═════ INFORMATION SHOWN

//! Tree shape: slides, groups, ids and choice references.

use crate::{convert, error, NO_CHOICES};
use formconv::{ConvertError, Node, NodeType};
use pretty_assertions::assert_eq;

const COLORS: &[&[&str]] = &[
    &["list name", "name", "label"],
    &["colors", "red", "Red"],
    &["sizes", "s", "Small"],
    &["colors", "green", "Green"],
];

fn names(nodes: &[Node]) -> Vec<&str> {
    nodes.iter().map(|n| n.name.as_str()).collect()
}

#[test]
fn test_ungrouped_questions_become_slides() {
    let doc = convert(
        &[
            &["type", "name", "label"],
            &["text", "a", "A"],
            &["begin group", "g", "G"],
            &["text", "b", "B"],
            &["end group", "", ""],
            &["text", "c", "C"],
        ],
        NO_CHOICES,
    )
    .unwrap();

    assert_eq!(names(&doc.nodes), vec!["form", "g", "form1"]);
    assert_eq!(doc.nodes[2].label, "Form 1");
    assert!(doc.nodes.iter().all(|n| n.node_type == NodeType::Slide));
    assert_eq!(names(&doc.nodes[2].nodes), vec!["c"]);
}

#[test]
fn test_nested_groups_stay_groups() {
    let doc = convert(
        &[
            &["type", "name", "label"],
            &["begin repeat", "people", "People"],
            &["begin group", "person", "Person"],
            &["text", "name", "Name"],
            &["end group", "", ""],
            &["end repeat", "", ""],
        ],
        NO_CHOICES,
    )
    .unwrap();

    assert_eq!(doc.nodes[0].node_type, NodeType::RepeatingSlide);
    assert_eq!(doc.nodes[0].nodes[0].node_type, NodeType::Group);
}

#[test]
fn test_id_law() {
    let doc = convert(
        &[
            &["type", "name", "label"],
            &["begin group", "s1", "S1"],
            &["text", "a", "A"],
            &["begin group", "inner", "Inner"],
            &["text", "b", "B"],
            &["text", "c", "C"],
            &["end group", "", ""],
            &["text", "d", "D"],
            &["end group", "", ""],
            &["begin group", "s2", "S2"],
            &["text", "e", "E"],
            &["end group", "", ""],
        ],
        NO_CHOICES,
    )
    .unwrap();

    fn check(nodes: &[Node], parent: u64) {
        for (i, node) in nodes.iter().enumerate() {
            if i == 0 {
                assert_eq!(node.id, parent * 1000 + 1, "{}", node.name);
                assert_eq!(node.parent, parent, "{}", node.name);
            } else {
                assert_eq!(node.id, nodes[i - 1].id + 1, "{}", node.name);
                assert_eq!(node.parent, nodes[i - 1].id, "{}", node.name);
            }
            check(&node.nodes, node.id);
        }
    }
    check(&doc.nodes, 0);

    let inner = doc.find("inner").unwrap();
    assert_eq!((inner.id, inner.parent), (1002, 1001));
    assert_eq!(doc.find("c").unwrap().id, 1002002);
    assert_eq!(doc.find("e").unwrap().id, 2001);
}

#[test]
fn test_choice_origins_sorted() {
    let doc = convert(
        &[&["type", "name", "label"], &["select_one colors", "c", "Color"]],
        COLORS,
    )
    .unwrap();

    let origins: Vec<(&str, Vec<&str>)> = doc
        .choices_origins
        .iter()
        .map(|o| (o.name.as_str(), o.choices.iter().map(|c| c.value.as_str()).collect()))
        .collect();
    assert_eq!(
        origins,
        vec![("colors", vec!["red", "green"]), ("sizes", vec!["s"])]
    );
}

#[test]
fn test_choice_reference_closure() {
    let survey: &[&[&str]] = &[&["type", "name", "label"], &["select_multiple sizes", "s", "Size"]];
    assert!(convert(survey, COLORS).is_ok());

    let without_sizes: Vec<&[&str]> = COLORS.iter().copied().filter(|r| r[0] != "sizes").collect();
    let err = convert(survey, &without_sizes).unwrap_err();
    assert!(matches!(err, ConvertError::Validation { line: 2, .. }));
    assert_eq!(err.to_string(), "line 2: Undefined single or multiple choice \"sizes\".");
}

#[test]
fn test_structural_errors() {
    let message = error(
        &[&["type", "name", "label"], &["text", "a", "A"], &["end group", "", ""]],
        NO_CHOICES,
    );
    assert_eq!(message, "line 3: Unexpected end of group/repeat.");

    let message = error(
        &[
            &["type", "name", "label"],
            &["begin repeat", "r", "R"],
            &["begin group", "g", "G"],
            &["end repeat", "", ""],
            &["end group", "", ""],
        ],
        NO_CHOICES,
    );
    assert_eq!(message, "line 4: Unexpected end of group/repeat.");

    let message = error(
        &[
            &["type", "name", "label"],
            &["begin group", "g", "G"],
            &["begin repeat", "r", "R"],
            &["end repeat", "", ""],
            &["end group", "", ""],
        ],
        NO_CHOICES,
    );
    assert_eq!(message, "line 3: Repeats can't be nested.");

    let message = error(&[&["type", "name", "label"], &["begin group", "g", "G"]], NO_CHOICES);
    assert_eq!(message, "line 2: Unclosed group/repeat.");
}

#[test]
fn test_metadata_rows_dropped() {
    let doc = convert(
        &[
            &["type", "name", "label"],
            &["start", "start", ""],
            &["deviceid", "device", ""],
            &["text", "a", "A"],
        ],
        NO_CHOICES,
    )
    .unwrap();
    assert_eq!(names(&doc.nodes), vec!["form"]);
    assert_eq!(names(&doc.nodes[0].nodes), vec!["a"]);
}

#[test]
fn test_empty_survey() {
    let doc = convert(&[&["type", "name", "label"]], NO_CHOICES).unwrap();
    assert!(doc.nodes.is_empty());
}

══════════

Retype the entries. Every line must match exactly.

//! Tree shape: slides, groups, ids and choice references.

use crate::{convert, error, NO_CHOICES};
use formconv::{ConvertError, Node, NodeType};
use pretty_assertions::assert_eq;

const COLORS: &[&[&str]] = &[
    &["list name", "name", "label"],
    &["colors", "red", "Red"],
    &["sizes", "s", "Small"],
    &["colors", "green", "Green"],
];

fn names(nodes: &[Node]) -> Vec<&str> {
    nodes.iter().map(|n| n.name.as_str()).collect()
}

#[test]
fn test_ungrouped_questions_become_slides() {
    let doc = convert(
        &[
            &["type", "name", "label"],
            &["text", "a", "A"],
            &["begin group", "g", "G"],
            &["text", "b", "B"],
            &["end group", "", ""],
            &["text", "c", "C"],
        ],
        NO_CHOICES,
    )
    .unwrap();

    assert_eq!(names(&doc.nodes), vec!["form", "g", "form1"]);
    assert_eq!(doc.nodes[2].label, "Form 1");
    assert!(doc.nodes.iter().all(|n| n.node_type == NodeType::Slide));
    assert_eq!(names(&doc.nodes[2].nodes), vec!["c"]);
}

#[test]
fn test_nested_groups_stay_groups() {
    let doc = convert(
        &[
            &["type", "name", "label"],
            &["begin repeat", "people", "People"],
            &["begin group", "person", "Person"],
            &["text", "name", "Name"],
            &["end group", "", ""],
            &["end repeat", "", ""],
        ],
        NO_CHOICES,
    )
    .unwrap();

    assert_eq!(doc.nodes[0].node_type, NodeType::RepeatingSlide);
    assert_eq!(doc.nodes[0].nodes[0].node_type, NodeType::Group);
}

#[test]
fn test_id_law() {
    let doc = convert(
        &[
            &["type", "name", "label"],
            &["begin group", "s1", "S1"],
            &["text", "a", "A"],
            &["begin group", "inner", "Inner"],
            &["text", "b", "B"],
            &["text", "c", "C"],
            &["end group", "", ""],
            &["text", "d", "D"],
            &["end group", "", ""],
            &["begin group", "s2", "S2"],
            &["text", "e", "E"],
            &["end group", "", ""],
        ],
        NO_CHOICES,
    )
    .unwrap();

    fn check(nodes: &[Node], parent: u64) {
        for (i, node) in nodes.iter().enumerate() {
            if i == 0 {
                assert_eq!(node.id, parent * 1000 + 1, "{}", node.name);
                assert_eq!(node.parent, parent, "{}", node.name);
            } else {
                assert_eq!(node.id, nodes[i - 1].id + 1, "{}", node.name);
                assert_eq!(node.parent, nodes[i - 1].id, "{}", node.name);
            }
            check(&node.nodes, node.id);
        }
    }
    check(&doc.nodes, 0);

    let inner = doc.find("inner").unwrap();
    assert_eq!((inner.id, inner.parent), (1002, 1001));
    assert_eq!(doc.find("c").unwrap().id, 1002002);
    assert_eq!(doc.find("e").unwrap().id, 2001);
}

#[test]
fn test_choice_origins_sorted() {
    let doc = convert(
        &[&["type", "name", "label"], &["select_one colors", "c", "Color"]],
        COLORS,
    )
    .unwrap();

    let origins: Vec<(&str, Vec<&str>)> = doc
        .choices_origins
        .iter()
        .map(|o| (o.name.as_str(), o.choices.iter().map(|c| c.value.as_str()).collect()))
        .collect();
    assert_eq!(
        origins,
        vec![("colors", vec!["red", "green"]), ("sizes", vec!["s"])]
    );
}

#[test]
fn test_choice_reference_closure() {
    let survey: &[&[&str]] = &[&["type", "name", "label"], &["select_multiple sizes", "s", "Size"]];
    assert!(convert(survey, COLORS).is_ok());

    let without_sizes: Vec<&[&str]> = COLORS.iter().copied().filter(|r| r[0] != "sizes").collect();
    let err = convert(survey, &without_sizes).unwrap_err();
    assert!(matches!(err, ConvertError::Validation { line: 2, .. }));
    assert_eq!(err.to_string(), "line 2: Undefined single or multiple choice \"sizes\".");
}

#[test]
fn test_structural_errors() {
    let message = error(
        &[&["type", "name", "label"], &["text", "a", "A"], &["end group", "", ""]],
        NO_CHOICES,
    );
    assert_eq!(message, "line 3: Unexpected end of group/repeat.");

    let message = error(
        &[
            &["type", "name", "label"],
            &["begin repeat", "r", "R"],
            &["begin group", "g", "G"],
            &["end repeat", "", ""],
            &["end group", "", ""],
        ],
        NO_CHOICES,
    );
    assert_eq!(message, "line 4: Unexpected end of group/repeat.");

    let message = error(
        &[
            &["type", "name", "label"],
            &["begin group", "g", "G"],
            &["begin repeat", "r", "R"],
            &["end repeat", "", ""],
            &["end group", "", ""],
        ],
        NO_CHOICES,
    );
    assert_eq!(message, "line 3: Repeats can't be nested.");

    let message = error(&[&["type", "name", "label"], &["begin group", "g", "G"]], NO_CHOICES);
    assert_eq!(message, "line 2: Unclosed group/repeat.");
}

#[test]
fn test_metadata_rows_dropped() {
    let doc = convert(
        &[
            &["type", "name", "label"],
            &["start", "start", ""],
            &["deviceid", "device", ""],
            &["text", "a", "A"],
        ],
        NO_CHOICES,
    )
    .unwrap();
    assert_eq!(names(&doc.nodes), vec!["form"]);
    assert_eq!(names(&doc.nodes[0].nodes), vec!["a"]);
}

#[test]
fn test_empty_survey() {
    let doc = convert(&[&["type", "name", "label"]], NO_CHOICES).unwrap();
    assert!(doc.nodes.is_empty());
}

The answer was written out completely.